> [INSTRUCTIONS TO FOLLOW]
Look for "return" in the listing below. Gather each line that contains it.

> [RECORDS FOR PROCESSING]
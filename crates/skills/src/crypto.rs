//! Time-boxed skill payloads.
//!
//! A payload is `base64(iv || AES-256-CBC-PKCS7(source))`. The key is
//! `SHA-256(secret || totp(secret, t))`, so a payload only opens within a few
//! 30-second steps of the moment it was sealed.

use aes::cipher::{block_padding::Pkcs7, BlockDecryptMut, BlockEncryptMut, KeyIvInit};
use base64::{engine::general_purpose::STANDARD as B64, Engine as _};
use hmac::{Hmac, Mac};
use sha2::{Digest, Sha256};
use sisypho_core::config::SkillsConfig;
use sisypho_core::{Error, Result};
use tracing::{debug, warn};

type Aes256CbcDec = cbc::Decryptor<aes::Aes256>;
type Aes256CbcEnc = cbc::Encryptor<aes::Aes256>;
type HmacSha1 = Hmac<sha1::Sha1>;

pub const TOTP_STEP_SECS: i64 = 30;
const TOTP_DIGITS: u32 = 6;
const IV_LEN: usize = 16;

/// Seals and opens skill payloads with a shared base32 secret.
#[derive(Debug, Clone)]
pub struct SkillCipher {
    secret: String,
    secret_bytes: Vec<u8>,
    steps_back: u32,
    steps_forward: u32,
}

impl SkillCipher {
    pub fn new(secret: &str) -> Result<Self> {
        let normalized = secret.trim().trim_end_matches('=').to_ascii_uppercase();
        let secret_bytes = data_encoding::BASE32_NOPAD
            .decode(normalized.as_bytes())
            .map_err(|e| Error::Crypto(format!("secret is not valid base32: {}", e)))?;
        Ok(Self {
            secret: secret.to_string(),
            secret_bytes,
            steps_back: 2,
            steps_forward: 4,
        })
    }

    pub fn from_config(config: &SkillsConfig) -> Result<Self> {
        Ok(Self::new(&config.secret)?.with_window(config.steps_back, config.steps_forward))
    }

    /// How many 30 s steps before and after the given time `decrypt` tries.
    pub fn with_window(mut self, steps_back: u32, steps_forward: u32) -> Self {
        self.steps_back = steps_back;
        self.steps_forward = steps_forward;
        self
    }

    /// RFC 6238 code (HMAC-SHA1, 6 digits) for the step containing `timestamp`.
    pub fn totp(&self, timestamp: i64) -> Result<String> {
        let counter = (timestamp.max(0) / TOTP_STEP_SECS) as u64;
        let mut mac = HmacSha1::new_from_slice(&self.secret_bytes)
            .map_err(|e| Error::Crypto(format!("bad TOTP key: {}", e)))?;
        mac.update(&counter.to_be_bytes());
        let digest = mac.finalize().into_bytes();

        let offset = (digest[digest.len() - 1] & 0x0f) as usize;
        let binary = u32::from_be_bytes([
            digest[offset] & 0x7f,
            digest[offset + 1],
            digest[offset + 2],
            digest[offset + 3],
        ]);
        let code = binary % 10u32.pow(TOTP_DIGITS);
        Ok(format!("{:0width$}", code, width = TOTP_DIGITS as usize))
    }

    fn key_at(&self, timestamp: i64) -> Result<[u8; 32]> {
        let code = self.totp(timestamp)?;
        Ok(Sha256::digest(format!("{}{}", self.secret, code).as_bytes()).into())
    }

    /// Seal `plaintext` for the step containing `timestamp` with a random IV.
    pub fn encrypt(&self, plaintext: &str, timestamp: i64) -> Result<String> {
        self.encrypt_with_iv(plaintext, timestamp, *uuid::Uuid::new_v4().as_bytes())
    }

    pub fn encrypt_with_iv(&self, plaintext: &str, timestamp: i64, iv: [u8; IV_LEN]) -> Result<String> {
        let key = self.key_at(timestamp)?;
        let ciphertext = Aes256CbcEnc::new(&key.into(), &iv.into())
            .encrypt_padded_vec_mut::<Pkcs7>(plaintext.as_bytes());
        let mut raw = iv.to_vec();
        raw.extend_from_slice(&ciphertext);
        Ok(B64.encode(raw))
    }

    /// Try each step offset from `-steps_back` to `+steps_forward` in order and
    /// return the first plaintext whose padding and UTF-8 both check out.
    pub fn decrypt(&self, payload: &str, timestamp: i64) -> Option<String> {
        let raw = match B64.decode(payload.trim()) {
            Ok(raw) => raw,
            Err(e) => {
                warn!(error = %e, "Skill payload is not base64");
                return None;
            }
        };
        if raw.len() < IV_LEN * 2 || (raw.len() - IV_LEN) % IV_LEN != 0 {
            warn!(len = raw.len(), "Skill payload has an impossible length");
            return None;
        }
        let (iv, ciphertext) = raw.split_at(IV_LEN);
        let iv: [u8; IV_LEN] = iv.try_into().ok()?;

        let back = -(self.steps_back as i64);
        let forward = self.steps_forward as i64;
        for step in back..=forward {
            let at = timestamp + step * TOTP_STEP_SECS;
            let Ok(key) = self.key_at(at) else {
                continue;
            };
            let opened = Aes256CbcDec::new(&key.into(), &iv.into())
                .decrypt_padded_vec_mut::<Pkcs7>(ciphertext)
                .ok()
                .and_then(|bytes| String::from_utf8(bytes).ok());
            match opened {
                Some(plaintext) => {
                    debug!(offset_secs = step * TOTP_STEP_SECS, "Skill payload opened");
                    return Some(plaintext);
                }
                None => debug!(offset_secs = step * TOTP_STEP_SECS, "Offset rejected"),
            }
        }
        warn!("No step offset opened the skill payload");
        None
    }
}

> [WORKED SOLUTION]
    /// return the first plaintext whose padding and UTF-8 both check out.
                return None;
            return None;
                    return Some(plaintext);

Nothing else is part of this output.